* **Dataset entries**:

- Opening Delimiter -

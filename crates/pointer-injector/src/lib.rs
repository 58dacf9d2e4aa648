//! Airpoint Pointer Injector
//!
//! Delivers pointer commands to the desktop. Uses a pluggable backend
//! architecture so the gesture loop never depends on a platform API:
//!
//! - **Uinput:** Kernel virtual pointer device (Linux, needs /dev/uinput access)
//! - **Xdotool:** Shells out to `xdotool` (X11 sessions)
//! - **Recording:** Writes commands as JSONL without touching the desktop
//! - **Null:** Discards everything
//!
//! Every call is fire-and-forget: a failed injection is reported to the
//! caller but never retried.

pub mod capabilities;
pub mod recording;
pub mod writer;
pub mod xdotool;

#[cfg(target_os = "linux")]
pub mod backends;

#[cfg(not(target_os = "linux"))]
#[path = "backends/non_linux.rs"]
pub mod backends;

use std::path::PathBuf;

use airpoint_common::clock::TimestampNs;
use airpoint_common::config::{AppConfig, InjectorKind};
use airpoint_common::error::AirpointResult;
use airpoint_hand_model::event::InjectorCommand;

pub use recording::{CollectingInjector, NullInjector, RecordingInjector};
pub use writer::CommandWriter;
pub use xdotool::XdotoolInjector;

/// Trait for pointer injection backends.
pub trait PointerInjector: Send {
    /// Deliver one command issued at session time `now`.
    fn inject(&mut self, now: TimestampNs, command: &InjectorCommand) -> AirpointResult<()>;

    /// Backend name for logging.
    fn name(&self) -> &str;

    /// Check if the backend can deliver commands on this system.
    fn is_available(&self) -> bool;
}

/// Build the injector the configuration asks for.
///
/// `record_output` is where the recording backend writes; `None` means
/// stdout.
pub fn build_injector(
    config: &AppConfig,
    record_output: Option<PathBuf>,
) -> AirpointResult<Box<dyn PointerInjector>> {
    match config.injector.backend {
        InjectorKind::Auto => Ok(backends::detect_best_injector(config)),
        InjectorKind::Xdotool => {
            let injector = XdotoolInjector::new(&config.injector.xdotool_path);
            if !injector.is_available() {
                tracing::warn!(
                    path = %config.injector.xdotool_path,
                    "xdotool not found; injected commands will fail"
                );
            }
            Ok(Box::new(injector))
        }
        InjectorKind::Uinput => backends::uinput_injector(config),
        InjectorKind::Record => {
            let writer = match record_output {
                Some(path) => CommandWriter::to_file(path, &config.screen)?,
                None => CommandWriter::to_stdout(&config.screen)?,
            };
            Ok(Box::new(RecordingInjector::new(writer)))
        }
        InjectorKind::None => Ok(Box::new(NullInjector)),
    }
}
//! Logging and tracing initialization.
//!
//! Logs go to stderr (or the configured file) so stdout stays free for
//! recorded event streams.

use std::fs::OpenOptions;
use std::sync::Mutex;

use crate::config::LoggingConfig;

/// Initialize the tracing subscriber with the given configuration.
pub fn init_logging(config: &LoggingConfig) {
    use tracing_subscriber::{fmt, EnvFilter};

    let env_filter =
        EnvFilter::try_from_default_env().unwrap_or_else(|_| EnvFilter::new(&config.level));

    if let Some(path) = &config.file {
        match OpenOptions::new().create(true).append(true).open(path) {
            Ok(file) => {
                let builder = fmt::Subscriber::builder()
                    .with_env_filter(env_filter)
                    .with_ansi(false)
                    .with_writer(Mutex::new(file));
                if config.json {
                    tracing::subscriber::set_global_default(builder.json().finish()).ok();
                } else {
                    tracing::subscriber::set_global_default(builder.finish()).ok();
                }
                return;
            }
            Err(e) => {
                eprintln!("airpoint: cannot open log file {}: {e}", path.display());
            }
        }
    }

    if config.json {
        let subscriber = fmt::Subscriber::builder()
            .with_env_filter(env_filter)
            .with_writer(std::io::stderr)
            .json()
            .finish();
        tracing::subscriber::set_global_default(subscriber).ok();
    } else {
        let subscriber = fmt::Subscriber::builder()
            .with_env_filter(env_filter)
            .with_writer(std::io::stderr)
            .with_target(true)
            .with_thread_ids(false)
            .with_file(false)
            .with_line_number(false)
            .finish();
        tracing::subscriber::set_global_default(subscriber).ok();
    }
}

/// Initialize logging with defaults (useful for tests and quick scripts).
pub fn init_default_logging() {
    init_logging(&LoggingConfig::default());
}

- Closing Delimiter -

* **The problem**: The required output is every line above that contains the string "PointerInjector".

* **Output**:
pub trait PointerInjector: Send {
) -> AirpointResult<Box<dyn PointerInjector>> {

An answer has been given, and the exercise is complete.